Another kind of crime fiction that’s become quite popular in recent years is themed crime fiction. Cooking, sports, antiques, wine, pets and lots of other themes are now featured in novels by Joanne Fluke, Lilian Jackson Braun, Michael Balkind and many other authors.
Currently, Scandinavian crime fiction is enjoying quite a lot of popularity. Although work by writers such as Sjöwall and Wahlöö and Henning Mankell has been around for quite some time, the immense popularity of writers such as Stieg Larsson and Jo Nesbø has called quite a bit of attention to this group of novels.
There also seem to be a growing group of crime fiction novels that don’t fall easily into a particular category. Agatha Christie, for instance, wrote novels that show several of these trends. Recently, Alan Bradley’s Flavia de Luce series, James Lee Burke’s Dave Robicheaux series and Megan Abbott’s novels have become popular and well-received even though they don’t really reflect a particular trend.

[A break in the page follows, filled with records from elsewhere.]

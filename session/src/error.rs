use thiserror::Error;

#[derive(Debug, Error)]
pub enum SessionError {
    #[error("session: closed")]
    Closed,

    #[error("session: invalid config: {0}")]
    Config(String),

    #[error("session: sink: {0}")]
    Sink(String),

    #[error("session: io: {0}")]
    Io(#[from] std::io::Error),

    #[error("session: json: {0}")]
    Json(#[from] serde_json::Error),
}
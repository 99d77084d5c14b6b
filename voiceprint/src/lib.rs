//! Two-speaker identification.
//!
//! # Architecture
//!
//! An utterance flows through three stages:
//!
//! 1. [`AudioSample`]: mono PCM16 audio, one owned sample per call
//! 2. [`Registry::score`]: raw per-speaker scores from the backend chosen by
//!    the model artifact's `kind`
//! 3. [`IdentificationResult::from_scores`]: shifted softmax into a
//!    [`ConfidenceMap`] and its arg-max label
//!
//! [`Identifier`] wraps the three with a lazily loaded, cached registry.
//!
//! # Backends
//!
//! ```text
//! distribution: MFCC frames -> total log-likelihood under each speaker's GMM
//! template:     encoder vector -> cosine similarity to each reference vector
//! ```
//!
//! # Feature Extraction
//!
//! The [`features`] module computes log mel filterbank energies and MFCCs:
//! - Per-frame DC removal and pre-emphasis
//! - Hamming window, FFT power spectrum
//! - Triangular mel filterbank, log with energy floor
//! - Orthonormal DCT-II for cepstra

mod audio;
mod confidence;
mod embedding;
mod error;
pub mod features;
mod gmm;
mod identifier;
mod registry;

pub use audio::{AudioSample, DEFAULT_SAMPLE_RATE};
pub use confidence::{softmax, ConfidenceMap, IdentificationResult, CONFIDENCE_FLOOR};
pub use embedding::{cosine_similarity, l2_normalize, FbankStatsEncoder, SpeakerEncoder};
pub use error::VoiceprintError;
pub use features::FeatureConfig;
pub use gmm::GaussianMixture;
pub use identifier::Identifier;
pub use registry::{BackendKind, ModelArtifact, Registry, SpeakerModel};
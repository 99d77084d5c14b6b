//! Per-event log records and where they go.

use std::fmt;
use std::fs::{self, File, OpenOptions};
use std::io::{BufWriter, Write};
use std::path::{Path, PathBuf};
use std::sync::atomic::{AtomicU64, Ordering};
use std::sync::Mutex;

use chrono::{DateTime, Local};
use mamaswitch_utterance::{Attitude, Command};
use mamaswitch_voiceprint::ConfidenceMap;
use serde::{Deserialize, Serialize};
use tracing::debug;

use crate::SessionError;

/// How the speaker of an event was resolved.
#[derive(Debug, Clone, Copy, PartialEq, Eq, Hash, Serialize, Deserialize)]
#[serde(rename_all = "kebab-case")]
pub enum Method {
    ModelBased,
    Heuristic,
}

impl Method {
    pub fn as_str(&self) -> &'static str {
        match self {
            Method::ModelBased => "model-based",
            Method::Heuristic => "heuristic",
        }
    }
}

impl fmt::Display for Method {
    fn fmt(&self, f: &mut fmt::Formatter<'_>) -> fmt::Result {
        f.write_str(self.as_str())
    }
}

/// Snapshot of one processed event. Never mutated after creation.
#[derive(Debug, Clone, PartialEq, Serialize, Deserialize)]
pub struct LogEntry {
    pub timestamp: DateTime<Local>,
    pub speaker: String,
    pub raw_text: String,
    pub command: Option<Command>,
    pub attitude: Attitude,
    pub response: String,
    /// Sync rate after the event was applied.
    pub sync_rate: u8,
    pub audio_present: bool,
    pub confidence: Option<ConfidenceMap>,
    pub method: Method,
}

/// Append-only destination for log records.
///
/// Called on the blocking pool after the state update has committed, so a
/// slow or failing sink never rolls back an event or stalls the runtime.
pub trait LogSink: Send + Sync {
    fn write(&self, entry: &LogEntry) -> Result<(), SessionError>;
}

/// Discards every record.
#[derive(Debug, Default, Clone, Copy)]
pub struct NopSink;

impl LogSink for NopSink {
    fn write(&self, _: &LogEntry) -> Result<(), SessionError> {
        Ok(())
    }
}

/// One pretty-printed JSON file per event, named
/// `YYYYMMDD_HHMMSS_<seq>.json` after the record's timestamp.
#[derive(Debug)]
pub struct JsonDirSink {
    dir: PathBuf,
    seq: AtomicU64,
}

impl JsonDirSink {
    /// Creates the directory if needed.
    pub fn new(dir: impl Into<PathBuf>) -> Result<Self, SessionError> {
        let dir = dir.into();
        fs::create_dir_all(&dir)?;
        Ok(Self {
            dir,
            seq: AtomicU64::new(0),
        })
    }

    pub fn dir(&self) -> &Path {
        &self.dir
    }
}

impl LogSink for JsonDirSink {
    fn write(&self, entry: &LogEntry) -> Result<(), SessionError> {
        let seq = self.seq.fetch_add(1, Ordering::Relaxed);
        let name = format!("{}_{seq:04}.json", entry.timestamp.format("%Y%m%d_%H%M%S"));
        let path = self.dir.join(name);
        let mut w = BufWriter::new(File::create(&path)?);
        serde_json::to_writer_pretty(&mut w, entry)?;
        w.flush()?;
        debug!(path = %path.display(), "log record saved");
        Ok(())
    }
}

/// Appends one JSON object per line to a journal file.
#[derive(Debug)]
pub struct JsonLinesSink {
    file: Mutex<File>,
}

impl JsonLinesSink {
    pub fn open(path: impl AsRef<Path>) -> Result<Self, SessionError> {
        let path = path.as_ref();
        if let Some(parent) = path.parent().filter(|p| !p.as_os_str().is_empty()) {
            fs::create_dir_all(parent)?;
        }
        let file = OpenOptions::new().create(true).append(true).open(path)?;
        Ok(Self {
            file: Mutex::new(file),
        })
    }
}

impl LogSink for JsonLinesSink {
    fn write(&self, entry: &LogEntry) -> Result<(), SessionError> {
        let mut line = serde_json::to_vec(entry)?;
        line.push(b'\n');
        let mut file = self
            .file
            .lock()
            .map_err(|_| SessionError::Sink("journal lock poisoned".into()))?;
        file.write_all(&line)?;
        Ok(())
    }
}
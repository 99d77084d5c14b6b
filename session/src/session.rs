use std::sync::atomic::{AtomicBool, Ordering};
use std::sync::Arc;

use mamaswitch_voiceprint::{AudioSample, IdentificationResult, Identifier};
use tokio::sync::{mpsc, oneshot};
use tracing::{debug, info, warn};

use crate::fusion::{EventOutcome, Fusion, FusionInput, RandomSource, ThreadRandom};
use crate::record::{LogEntry, LogSink, NopSink};
use crate::state::{SessionState, StatusSnapshot};
use crate::{SessionConfig, SessionError};

const QUEUE_SIZE: usize = 64;

/// One incoming event: recognized text and, optionally, the utterance audio.
#[derive(Debug, Clone, Default)]
pub struct Event {
    pub text: String,
    pub audio: Option<AudioSample>,
}

impl Event {
    pub fn text(text: impl Into<String>) -> Self {
        Self {
            text: text.into(),
            audio: None,
        }
    }

    pub fn with_audio(mut self, audio: AudioSample) -> Self {
        self.audio = Some(audio);
        self
    }
}

enum Request {
    Submit {
        input: FusionInput,
        reply: oneshot::Sender<EventOutcome>,
    },
    Status(oneshot::Sender<StatusSnapshot>),
    History(oneshot::Sender<Vec<LogEntry>>),
    Reset(oneshot::Sender<StatusSnapshot>),
}

/// Configures and starts a session task.
pub struct SessionBuilder {
    config: SessionConfig,
    identifier: Option<Arc<Identifier>>,
    sink: Arc<dyn LogSink>,
    random: Box<dyn RandomSource>,
}

impl SessionBuilder {
    pub fn new(config: SessionConfig) -> Self {
        Self {
            config,
            identifier: None,
            sink: Arc::new(NopSink),
            random: Box::new(ThreadRandom),
        }
    }

    /// Speaker identifier used for events that carry audio. Without one,
    /// every event is resolved by the keyword heuristic.
    pub fn identifier(mut self, identifier: Arc<Identifier>) -> Self {
        self.identifier = Some(identifier);
        self
    }

    /// Destination for log records. Writes run on the blocking pool.
    pub fn sink(mut self, sink: impl LogSink + 'static) -> Self {
        self.sink = Arc::new(sink);
        self
    }

    pub fn random(mut self, random: impl RandomSource + 'static) -> Self {
        self.random = Box::new(random);
        self
    }

    /// Spawns the session task on the current tokio runtime.
    pub fn spawn(self) -> Result<SessionHandle, SessionError> {
        let fusion = Fusion::new(self.config, self.random)?;
        let (tx, rx) = mpsc::channel(QUEUE_SIZE);
        let task = SessionTask {
            fusion,
            state: SessionState::new(),
            sink: self.sink,
        };
        tokio::spawn(task.run(rx));
        Ok(SessionHandle {
            tx,
            identifier: self.identifier,
            unavailable_reported: Arc::new(AtomicBool::new(false)),
        })
    }
}

/// Owns the state. Every mutation happens inside `run`, one request at a
/// time, so events and resets never interleave.
struct SessionTask {
    fusion: Fusion,
    state: SessionState,
    sink: Arc<dyn LogSink>,
}

impl SessionTask {
    async fn run(mut self, mut rx: mpsc::Receiver<Request>) {
        while let Some(req) = rx.recv().await {
            match req {
                Request::Submit { input, reply } => {
                    let outcome = self.fusion.apply(&mut self.state, input);
                    info!(
                        speaker = %outcome.speaker,
                        sync_rate = outcome.sync_rate,
                        method = %outcome.method,
                        command = ?outcome.command,
                        attitude = %outcome.attitude,
                        "event applied"
                    );
                    persist(Arc::clone(&self.sink), outcome.entry.clone()).await;
                    let _ = reply.send(outcome);
                }
                Request::Status(reply) => {
                    let _ = reply.send(self.state.snapshot());
                }
                Request::History(reply) => {
                    let _ = reply.send(self.state.history().cloned().collect());
                }
                Request::Reset(reply) => {
                    self.state.reset();
                    info!("session reset");
                    let _ = reply.send(self.state.snapshot());
                }
            }
        }
        debug!("session task stopped");
    }
}

/// Hands a committed entry to the sink off the runtime threads. The session
/// task waits for it, so records reach the sink in commit order.
async fn persist(sink: Arc<dyn LogSink>, entry: LogEntry) {
    match tokio::task::spawn_blocking(move || sink.write(&entry)).await {
        Ok(Ok(())) => {}
        Ok(Err(e)) => warn!(error = %e, "log record not persisted"),
        Err(e) => warn!(error = %e, "log writer task failed"),
    }
}

/// Cloneable front end of a running session.
///
/// Identification runs on the blocking pool in the caller's context; only
/// its result is handed to the session task. Dropping a pending call after
/// the request was queued does not cancel the update.
#[derive(Clone)]
pub struct SessionHandle {
    tx: mpsc::Sender<Request>,
    identifier: Option<Arc<Identifier>>,
    unavailable_reported: Arc<AtomicBool>,
}

impl SessionHandle {
    pub fn builder(config: SessionConfig) -> SessionBuilder {
        SessionBuilder::new(config)
    }

    /// Processes one event and returns its outcome.
    pub async fn submit(&self, event: Event) -> Result<EventOutcome, SessionError> {
        let audio_present = event.audio.is_some();
        let identification = match event.audio {
            Some(audio) => self.identify(audio).await,
            None => None,
        };
        let input = FusionInput {
            text: event.text,
            identification,
            audio_present,
        };
        self.request(|reply| Request::Submit { input, reply }).await
    }

    pub async fn status(&self) -> Result<StatusSnapshot, SessionError> {
        self.request(Request::Status).await
    }

    /// Retained log entries, oldest first.
    pub async fn history(&self) -> Result<Vec<LogEntry>, SessionError> {
        self.request(Request::History).await
    }

    /// Restores the initial state and returns it.
    pub async fn reset(&self) -> Result<StatusSnapshot, SessionError> {
        self.request(Request::Reset).await
    }

    async fn request<T>(
        &self,
        make: impl FnOnce(oneshot::Sender<T>) -> Request,
    ) -> Result<T, SessionError> {
        let (tx, rx) = oneshot::channel();
        self.tx
            .send(make(tx))
            .await
            .map_err(|_| SessionError::Closed)?;
        rx.await.map_err(|_| SessionError::Closed)
    }

    async fn identify(&self, audio: AudioSample) -> Option<IdentificationResult> {
        let identifier = Arc::clone(self.identifier.as_ref()?);
        let joined = tokio::task::spawn_blocking(move || identifier.identify(&audio)).await;
        match joined {
            Ok(Ok(result)) => Some(result),
            Ok(Err(e)) if e.is_model_unavailable() => {
                if !self.unavailable_reported.swap(true, Ordering::SeqCst) {
                    warn!(error = %e, "speaker model unavailable, falling back to keyword heuristic");
                } else {
                    debug!(error = %e, "speaker model still unavailable");
                }
                None
            }
            Ok(Err(e)) => {
                warn!(error = %e, "speaker identification failed");
                None
            }
            Err(e) => {
                warn!(error = %e, "identification task failed");
                None
            }
        }
    }
}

Space hasn’t permitted me to mention all of the crime fiction trends and fashions there have been (I know, I know – I haven’t touched on PI novels or spy novels, among others). Some of those fashions have fallen out of vogue; others have more “staying power.” And of course, there are many authors whose work seems to reflect more than one of these trends. If you’re a crime fiction fan, how much does what’s “fashionable” affect your reading? What do you see as the new trends in crime fiction? If you’re a crime fiction author, how does it affect what you write? Do you keep in mind what's "hot" and what's selling when you write?